Karveli, quand la pâtisserie française vient tenter les papilles ougandaises

Redigé par RFI
Le 20 mars 2018 à 09:11

A Kampala, la francophonie se déguste, et se partage. Restaurant prisé de la capitale ougandaise, le Karveli intègre également une boulangerie-pâtisserie tenue par un chef français. Dans les coulisses, les jeunes ouvriers ougandais sont formés dans la plus pure tradition de la gastronomie française.

« La gourmandise, ce si joli défaut » : déclinée en lettres d’or ou chocolat, dans différentes tailles, la petite maxime écrite sur un film glacé enrobe les forêts noires, tartes au citron et autres spécialités pâtissières françaises dans les présentoirs du Karveli.

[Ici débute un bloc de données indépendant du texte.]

use keycloak_domain::application::ports::AppConfig;
use serde::{Deserialize, Serialize};

/// Attributes of the `provider "keycloak"` block. Anything set here wins
/// over the environment.
#[derive(Debug, Clone, Default, Serialize, Deserialize)]
#[serde(default)]
pub struct ProviderConfig {
    pub url: Option<String>,
    pub realm: Option<String>,
    pub client_id: Option<String>,
    pub username: Option<String>,
    pub password: Option<String>,
    pub base_path: Option<String>,
    /// Seconds.
    pub client_timeout: Option<u64>,
}

impl ProviderConfig {
    pub fn merge_into(self, mut config: AppConfig) -> AppConfig {
        fn set(target: &mut String, value: Option<String>) {
            if let Some(value) = value.filter(|v| !v.is_empty()) {
                *target = value;
            }
        }

        set(&mut config.keycloak.url, self.url);
        set(&mut config.keycloak.realm, self.realm);
        set(&mut config.keycloak.client_id, self.client_id);
        set(&mut config.keycloak.username, self.username);
        set(&mut config.keycloak.password, self.password);
        set(&mut config.keycloak.base_path, self.base_path);
        if let Some(timeout) = self.client_timeout {
            config.http.timeout_seconds = timeout;
        }
        config
    }
}

#[cfg(test)]
mod tests {
    use super::*;

    #[test]
    fn provider_block_overrides_environment() {
        let env = AppConfig::from_lookup(|key| match key {
            "KEYCLOAK_URL" => Some("http://env:8080".to_string()),
            "KEYCLOAK_USER" => Some("env-admin".to_string()),
            "KEYCLOAK_PASSWORD" => Some("env-pass".to_string()),
            _ => None,
        })
        .unwrap();

        let merged = ProviderConfig {
            url: Some("https://block:8443".to_string()),
            client_timeout: Some(30),
            username: Some(String::new()),
            ..Default::default()
        }
        .merge_into(env);

        assert_eq!(merged.keycloak.url, "https://block:8443");
        assert_eq!(merged.keycloak.username, "env-admin");
        assert_eq!(merged.keycloak.realm, "master");
        assert_eq!(merged.http.timeout_seconds, 30);
        assert!(merged.validate().is_ok());
    }

    #[test]
    fn missing_values_name_the_key() {
        let merged = ProviderConfig {
            url: Some("http://localhost:8080".to_string()),
            ..Default::default()
        }
        .merge_into(AppConfig::from_lookup(|_| None).unwrap());

        let err = merged.validate().unwrap_err();
        assert!(err.to_string().contains("KEYCLOAK_USER"), "{err}");
    }
}
//! Protocol mapper resources.
//!
//! Every mapper type shares the parent attributes and CRUD flow. A mapper
//! type only contributes its kind-specific attributes, which bind directly
//! onto the domain kind through serde.

use super::non_empty;
use crate::resource::{DynamicResource, Resource};
use crate::schema::{merge_schemas, Attribute, AttributeType, Schema};
use crate::state::ProviderState;
use async_trait::async_trait;
use keycloak_domain::domain::{
    entities::{
        AudienceMapper, AudienceResolveMapper, FullNameMapper, GenericMapper,
        GroupMembershipMapper, HardcodedClaimMapper, HardcodedRoleMapper, MapperParent,
        ProtocolMapper, ProtocolMapperKind, SamlScriptMapper, SamlUserAttributeMapper,
        SamlUserPropertyMapper, ScriptMapper, UserAttributeMapper, UserClientRoleMapper,
        UserPropertyMapper, UserRealmRoleMapper, UserSessionNoteMapper, CLAIM_VALUE_TYPES,
        PROTOCOLS, SAML_ATTRIBUTE_NAME_FORMATS,
    },
    errors::DomainResult,
    values::parse_protocol_mapper_import_id,
};
use serde::{de::DeserializeOwned, Deserialize, Serialize};
use std::marker::PhantomData;

pub fn resources() -> Vec<Box<dyn DynamicResource>> {
    vec![
        mapper::<FullNameMapper>("keycloak_openid_full_name_protocol_mapper", full_name_schema),
        mapper::<GroupMembershipMapper>(
            "keycloak_openid_group_membership_protocol_mapper",
            group_membership_schema,
        ),
        mapper::<HardcodedClaimMapper>(
            "keycloak_openid_hardcoded_claim_protocol_mapper",
            hardcoded_claim_schema,
        ),
        mapper::<HardcodedRoleMapper>(
            "keycloak_openid_hardcoded_role_protocol_mapper",
            hardcoded_role_schema,
        ),
        mapper::<UserAttributeMapper>(
            "keycloak_openid_user_attribute_protocol_mapper",
            user_attribute_schema,
        ),
        mapper::<UserPropertyMapper>(
            "keycloak_openid_user_property_protocol_mapper",
            user_property_schema,
        ),
        mapper::<AudienceMapper>("keycloak_openid_audience_protocol_mapper", audience_schema),
        mapper::<AudienceResolveMapper>(
            "keycloak_openid_audience_resolve_protocol_mapper",
            audience_resolve_schema,
        ),
        mapper::<ScriptMapper>("keycloak_openid_script_protocol_mapper", script_schema),
        mapper::<UserSessionNoteMapper>(
            "keycloak_openid_user_session_note_protocol_mapper",
            user_session_note_schema,
        ),
        mapper::<UserRealmRoleMapper>(
            "keycloak_openid_user_realm_role_protocol_mapper",
            user_realm_role_schema,
        ),
        mapper::<UserClientRoleMapper>(
            "keycloak_openid_user_client_role_protocol_mapper",
            user_client_role_schema,
        ),
        mapper::<SamlUserAttributeMapper>(
            "keycloak_saml_user_attribute_protocol_mapper",
            saml_user_attribute_schema,
        ),
        mapper::<SamlUserPropertyMapper>(
            "keycloak_saml_user_property_protocol_mapper",
            saml_user_property_schema,
        ),
        mapper::<SamlScriptMapper>("keycloak_saml_script_protocol_mapper", saml_script_schema),
        mapper::<GenericMapper>("keycloak_generic_protocol_mapper", generic_schema),
    ]
}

Nous sommes loin des imposants gâteaux d’anniversaire tout en sucre et bourrés de colorants alimentaires tape-à-l’oeil que l’on trouve habituellement dans les pâtisseries kampalaises. Ouvert depuis un peu moins d’un an, le Karveli est un restaurant cossu, situé dans un quartier d’ambassades, et dont la principale particularité réside dans le fait qu’il se double d’une boulangerie-pâtisserie, tenue par Pascal Hosten.

Ce pâtissier-bourlingueur, Bordelais d’origine, a travaillé dans de nombreux hôtels, restaurants et autres établissements à travers le monde : aux Etats-Unis, en Chine, ou encore dans toutes les Caraïbes, où il a partagé son savoir-faire, avant de découvrir l’Afrique, via le Burundi et le Rwanda, où il travaille alors pour le célèbre restaurant de Kigali, La Brioche. Puis il se décide à pénétrer davantage en terre païenne pour la gastronomie française : l’Afrique anglophone.

S’adapter à la clientèle

« Ce n’est pas nous qui l’avons trouvé, sourit Daphny Natangaza, c’est lui qui nous a découverts. Il a vu ce que nous faisions et nous a expliqué que nous pouvions améliorer nos produits. » A 25 ans, Daphny est la véritable initiatrice et patronne du Karveli. Après un séjour en Europe, cette jeune ougandaise décide, en s’associant à ses deux frères et à son père, de monter ce restaurant un peu spécial, avec l’idée d’installer « un bout d’Europe, ici en Ouganda ». « Tout ce qu’il y a ici, c’est elle qui l’a pensé, imaginé », reprend Pascal Hosten.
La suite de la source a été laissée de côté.